- Task goal: In the data below, locate each line with the word "Method" and list it.
::::::::
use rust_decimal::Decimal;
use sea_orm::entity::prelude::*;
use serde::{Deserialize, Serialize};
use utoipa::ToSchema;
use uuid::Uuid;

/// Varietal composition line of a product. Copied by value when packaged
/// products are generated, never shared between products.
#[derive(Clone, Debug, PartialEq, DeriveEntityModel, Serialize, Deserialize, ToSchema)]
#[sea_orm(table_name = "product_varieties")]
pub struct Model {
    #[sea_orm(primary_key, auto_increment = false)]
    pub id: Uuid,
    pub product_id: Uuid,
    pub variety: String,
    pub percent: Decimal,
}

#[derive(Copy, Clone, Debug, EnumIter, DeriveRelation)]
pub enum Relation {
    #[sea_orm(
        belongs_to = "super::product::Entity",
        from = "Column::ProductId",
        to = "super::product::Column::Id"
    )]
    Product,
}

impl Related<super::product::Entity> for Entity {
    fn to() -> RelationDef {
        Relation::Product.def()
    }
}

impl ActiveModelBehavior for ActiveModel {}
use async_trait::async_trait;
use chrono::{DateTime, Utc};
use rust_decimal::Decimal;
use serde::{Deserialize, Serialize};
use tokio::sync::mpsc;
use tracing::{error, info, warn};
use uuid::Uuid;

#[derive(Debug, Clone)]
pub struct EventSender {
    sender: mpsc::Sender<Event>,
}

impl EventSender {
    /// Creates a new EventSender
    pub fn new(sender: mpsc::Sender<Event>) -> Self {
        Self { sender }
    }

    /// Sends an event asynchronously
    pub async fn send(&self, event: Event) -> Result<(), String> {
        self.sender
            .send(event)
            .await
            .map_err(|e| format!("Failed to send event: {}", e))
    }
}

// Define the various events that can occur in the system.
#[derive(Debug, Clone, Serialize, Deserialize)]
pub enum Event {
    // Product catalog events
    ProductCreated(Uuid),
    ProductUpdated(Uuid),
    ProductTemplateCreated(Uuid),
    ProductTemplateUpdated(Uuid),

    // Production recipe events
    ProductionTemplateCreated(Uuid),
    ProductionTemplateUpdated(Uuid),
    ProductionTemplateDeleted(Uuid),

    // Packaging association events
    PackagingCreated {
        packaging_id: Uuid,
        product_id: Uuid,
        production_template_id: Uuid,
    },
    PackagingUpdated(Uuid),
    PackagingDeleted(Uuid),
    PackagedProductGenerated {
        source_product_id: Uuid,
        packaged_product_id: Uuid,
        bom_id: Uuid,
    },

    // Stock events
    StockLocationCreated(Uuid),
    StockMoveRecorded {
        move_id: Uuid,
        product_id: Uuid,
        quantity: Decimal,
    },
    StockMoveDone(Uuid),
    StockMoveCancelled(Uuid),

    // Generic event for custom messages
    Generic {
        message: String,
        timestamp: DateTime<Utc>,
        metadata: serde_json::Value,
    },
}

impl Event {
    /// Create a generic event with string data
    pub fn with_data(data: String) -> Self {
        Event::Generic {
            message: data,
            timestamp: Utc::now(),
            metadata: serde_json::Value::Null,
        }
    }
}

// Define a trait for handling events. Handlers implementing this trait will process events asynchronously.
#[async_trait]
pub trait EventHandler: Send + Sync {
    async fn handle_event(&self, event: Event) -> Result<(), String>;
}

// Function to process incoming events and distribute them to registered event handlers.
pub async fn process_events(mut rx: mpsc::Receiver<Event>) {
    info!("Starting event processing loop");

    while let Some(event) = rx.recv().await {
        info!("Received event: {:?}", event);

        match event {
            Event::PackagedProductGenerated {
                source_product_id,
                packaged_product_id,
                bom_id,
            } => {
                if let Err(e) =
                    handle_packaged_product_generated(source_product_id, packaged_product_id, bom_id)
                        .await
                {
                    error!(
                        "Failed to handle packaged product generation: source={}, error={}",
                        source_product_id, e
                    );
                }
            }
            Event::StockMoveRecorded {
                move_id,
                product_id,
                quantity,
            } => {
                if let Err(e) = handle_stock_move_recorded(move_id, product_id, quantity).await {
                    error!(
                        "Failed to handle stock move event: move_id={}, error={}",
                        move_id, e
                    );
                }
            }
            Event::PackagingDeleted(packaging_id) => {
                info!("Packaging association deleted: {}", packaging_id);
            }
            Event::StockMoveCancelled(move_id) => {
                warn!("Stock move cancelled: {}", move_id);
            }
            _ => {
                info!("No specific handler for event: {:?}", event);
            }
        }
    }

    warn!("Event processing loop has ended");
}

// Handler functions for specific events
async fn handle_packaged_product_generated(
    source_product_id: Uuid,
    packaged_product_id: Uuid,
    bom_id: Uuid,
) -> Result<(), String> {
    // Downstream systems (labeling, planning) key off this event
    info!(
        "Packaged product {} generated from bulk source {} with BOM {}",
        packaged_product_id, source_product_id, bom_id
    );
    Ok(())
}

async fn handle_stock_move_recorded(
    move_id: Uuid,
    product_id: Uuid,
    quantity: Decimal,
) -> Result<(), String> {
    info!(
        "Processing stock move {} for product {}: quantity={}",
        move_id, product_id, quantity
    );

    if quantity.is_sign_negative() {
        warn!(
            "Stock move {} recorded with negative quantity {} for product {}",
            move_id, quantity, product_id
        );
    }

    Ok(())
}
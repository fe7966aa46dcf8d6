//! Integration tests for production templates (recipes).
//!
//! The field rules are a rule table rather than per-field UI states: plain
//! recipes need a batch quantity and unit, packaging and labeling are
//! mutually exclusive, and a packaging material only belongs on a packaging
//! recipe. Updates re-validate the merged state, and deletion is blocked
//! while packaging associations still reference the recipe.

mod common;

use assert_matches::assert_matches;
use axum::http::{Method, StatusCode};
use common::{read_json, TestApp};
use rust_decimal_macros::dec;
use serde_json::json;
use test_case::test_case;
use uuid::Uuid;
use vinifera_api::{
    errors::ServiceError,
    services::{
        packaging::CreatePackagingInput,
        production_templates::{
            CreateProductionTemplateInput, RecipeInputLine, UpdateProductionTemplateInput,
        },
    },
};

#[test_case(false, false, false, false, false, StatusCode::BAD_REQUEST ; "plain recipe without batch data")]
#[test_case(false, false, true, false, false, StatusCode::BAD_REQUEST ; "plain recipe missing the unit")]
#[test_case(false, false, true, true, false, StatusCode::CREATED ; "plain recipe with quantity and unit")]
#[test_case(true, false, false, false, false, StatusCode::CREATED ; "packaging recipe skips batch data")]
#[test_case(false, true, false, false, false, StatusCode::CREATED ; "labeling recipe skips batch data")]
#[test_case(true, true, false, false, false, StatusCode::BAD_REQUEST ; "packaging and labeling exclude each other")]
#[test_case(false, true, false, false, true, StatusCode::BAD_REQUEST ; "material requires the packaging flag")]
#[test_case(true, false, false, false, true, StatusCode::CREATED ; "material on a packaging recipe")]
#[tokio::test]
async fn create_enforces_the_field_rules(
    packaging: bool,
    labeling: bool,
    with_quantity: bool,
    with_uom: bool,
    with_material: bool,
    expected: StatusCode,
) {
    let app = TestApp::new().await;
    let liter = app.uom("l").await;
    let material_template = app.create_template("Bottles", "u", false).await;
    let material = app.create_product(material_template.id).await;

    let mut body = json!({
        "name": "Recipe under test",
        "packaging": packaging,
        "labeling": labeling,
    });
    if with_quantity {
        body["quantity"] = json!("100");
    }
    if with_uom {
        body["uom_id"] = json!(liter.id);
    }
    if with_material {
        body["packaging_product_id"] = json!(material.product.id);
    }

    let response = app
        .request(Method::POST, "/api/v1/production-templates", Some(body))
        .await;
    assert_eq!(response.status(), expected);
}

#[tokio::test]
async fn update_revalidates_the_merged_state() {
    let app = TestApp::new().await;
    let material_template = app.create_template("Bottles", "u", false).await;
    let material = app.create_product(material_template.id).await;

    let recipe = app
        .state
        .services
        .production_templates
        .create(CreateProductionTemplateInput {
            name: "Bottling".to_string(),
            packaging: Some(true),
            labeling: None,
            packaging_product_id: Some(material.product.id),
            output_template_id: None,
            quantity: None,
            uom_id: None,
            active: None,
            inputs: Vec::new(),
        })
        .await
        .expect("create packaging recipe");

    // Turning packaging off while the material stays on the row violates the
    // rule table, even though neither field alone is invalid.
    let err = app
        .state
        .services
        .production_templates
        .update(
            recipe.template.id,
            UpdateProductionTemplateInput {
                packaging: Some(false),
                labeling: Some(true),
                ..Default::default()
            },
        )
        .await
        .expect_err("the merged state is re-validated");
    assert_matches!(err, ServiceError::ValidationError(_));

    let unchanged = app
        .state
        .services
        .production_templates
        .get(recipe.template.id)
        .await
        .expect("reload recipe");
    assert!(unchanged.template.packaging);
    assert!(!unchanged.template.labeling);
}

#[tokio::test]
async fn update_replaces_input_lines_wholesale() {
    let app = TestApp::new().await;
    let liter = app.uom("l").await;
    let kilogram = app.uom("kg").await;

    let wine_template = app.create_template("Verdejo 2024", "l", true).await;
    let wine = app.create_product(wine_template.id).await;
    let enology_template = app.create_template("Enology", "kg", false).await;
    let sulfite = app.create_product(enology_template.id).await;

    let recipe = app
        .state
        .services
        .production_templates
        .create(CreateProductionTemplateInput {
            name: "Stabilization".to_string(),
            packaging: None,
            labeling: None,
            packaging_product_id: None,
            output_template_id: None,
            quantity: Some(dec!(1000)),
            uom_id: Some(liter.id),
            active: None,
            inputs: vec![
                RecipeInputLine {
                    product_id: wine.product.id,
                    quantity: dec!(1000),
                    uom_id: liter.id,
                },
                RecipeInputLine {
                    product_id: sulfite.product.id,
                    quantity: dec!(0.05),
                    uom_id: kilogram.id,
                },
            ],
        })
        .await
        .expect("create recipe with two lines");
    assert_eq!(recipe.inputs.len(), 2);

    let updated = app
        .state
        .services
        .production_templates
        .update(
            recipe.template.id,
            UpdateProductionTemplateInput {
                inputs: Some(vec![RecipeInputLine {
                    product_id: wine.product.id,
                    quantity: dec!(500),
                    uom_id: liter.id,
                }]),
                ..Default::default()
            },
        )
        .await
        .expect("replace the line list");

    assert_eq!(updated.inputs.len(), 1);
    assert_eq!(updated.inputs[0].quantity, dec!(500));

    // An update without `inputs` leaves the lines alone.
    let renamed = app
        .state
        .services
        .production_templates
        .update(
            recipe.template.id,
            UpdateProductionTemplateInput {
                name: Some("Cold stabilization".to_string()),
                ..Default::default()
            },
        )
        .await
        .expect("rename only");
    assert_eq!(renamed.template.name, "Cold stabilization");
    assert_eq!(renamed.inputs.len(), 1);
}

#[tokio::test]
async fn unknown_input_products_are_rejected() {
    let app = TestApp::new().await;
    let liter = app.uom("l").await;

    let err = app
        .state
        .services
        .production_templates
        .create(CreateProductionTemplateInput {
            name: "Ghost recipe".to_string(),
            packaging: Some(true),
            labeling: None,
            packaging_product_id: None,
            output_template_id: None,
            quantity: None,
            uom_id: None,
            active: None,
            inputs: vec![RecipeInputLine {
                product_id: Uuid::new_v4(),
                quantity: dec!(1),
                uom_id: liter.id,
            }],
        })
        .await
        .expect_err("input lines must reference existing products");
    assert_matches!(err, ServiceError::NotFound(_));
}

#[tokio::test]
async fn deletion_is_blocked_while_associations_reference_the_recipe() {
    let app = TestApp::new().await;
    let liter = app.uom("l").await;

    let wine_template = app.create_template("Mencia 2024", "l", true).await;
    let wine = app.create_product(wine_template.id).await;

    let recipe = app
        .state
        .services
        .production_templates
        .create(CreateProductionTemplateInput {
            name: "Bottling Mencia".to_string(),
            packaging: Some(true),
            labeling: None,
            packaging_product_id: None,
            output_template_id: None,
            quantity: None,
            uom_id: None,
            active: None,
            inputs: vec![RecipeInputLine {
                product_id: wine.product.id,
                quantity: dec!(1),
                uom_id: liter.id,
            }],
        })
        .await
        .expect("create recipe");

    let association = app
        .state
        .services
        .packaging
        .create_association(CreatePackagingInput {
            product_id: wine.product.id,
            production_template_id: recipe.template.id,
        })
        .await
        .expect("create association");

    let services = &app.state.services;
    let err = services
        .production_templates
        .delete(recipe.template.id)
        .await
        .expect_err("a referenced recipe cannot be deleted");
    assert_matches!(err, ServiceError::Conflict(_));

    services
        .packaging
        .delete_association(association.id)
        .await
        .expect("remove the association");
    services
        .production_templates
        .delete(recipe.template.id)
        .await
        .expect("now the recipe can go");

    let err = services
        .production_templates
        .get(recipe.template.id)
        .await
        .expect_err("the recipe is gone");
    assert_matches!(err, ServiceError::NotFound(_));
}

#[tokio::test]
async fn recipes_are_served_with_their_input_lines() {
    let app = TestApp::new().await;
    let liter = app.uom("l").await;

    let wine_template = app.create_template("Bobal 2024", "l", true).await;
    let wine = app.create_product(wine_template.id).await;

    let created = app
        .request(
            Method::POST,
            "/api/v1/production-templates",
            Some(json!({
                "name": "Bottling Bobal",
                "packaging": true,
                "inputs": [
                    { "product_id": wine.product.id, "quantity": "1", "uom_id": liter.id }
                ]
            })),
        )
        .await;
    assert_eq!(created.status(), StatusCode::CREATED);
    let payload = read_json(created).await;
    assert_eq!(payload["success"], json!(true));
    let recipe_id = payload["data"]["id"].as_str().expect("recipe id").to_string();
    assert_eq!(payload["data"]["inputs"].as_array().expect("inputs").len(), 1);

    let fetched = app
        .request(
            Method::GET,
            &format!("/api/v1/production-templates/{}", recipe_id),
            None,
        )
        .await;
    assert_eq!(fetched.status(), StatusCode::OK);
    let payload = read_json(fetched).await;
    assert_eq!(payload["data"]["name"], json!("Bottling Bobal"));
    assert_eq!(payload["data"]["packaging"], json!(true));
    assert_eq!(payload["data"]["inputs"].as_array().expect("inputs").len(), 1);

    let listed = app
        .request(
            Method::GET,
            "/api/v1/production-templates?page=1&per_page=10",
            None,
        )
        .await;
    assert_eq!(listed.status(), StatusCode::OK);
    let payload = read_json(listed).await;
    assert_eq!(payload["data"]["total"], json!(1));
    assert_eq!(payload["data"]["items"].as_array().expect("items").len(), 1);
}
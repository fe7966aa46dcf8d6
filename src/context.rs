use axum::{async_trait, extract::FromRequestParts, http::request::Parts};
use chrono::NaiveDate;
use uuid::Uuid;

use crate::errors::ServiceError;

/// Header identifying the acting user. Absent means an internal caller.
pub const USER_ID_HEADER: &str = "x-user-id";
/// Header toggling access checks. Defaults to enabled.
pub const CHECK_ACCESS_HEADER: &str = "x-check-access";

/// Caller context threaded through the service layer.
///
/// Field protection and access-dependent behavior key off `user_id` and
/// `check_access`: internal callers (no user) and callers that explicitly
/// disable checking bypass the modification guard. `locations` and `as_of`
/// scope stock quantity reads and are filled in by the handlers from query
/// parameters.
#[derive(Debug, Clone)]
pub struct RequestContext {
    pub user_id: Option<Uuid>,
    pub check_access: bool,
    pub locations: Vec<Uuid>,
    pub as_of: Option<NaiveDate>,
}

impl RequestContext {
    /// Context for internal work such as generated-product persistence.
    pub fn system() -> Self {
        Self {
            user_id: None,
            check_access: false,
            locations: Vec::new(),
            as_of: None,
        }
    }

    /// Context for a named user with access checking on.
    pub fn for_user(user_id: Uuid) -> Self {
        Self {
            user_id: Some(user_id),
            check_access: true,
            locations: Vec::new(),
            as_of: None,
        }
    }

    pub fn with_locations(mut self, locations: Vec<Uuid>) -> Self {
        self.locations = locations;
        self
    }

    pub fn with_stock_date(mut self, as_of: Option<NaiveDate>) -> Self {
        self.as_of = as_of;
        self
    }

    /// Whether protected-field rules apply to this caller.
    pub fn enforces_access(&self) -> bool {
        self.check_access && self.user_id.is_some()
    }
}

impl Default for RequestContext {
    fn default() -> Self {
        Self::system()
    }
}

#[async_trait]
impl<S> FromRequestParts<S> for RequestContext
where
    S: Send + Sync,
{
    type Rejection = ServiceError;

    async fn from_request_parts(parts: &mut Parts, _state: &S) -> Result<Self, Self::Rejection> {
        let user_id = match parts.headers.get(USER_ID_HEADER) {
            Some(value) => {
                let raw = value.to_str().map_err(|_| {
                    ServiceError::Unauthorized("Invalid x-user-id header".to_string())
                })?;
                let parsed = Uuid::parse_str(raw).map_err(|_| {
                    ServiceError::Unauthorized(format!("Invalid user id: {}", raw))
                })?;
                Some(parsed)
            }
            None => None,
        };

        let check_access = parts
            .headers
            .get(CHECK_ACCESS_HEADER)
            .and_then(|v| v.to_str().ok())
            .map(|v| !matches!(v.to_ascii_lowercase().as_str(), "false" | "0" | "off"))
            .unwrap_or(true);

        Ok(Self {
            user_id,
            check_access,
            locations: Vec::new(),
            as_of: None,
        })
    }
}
::::::::
- Result for this exercise:
use axum::http::{Method, StatusCode};
        .request(Method::POST, "/api/v1/production-templates", Some(body))
            Method::POST,
            Method::GET,
            Method::GET,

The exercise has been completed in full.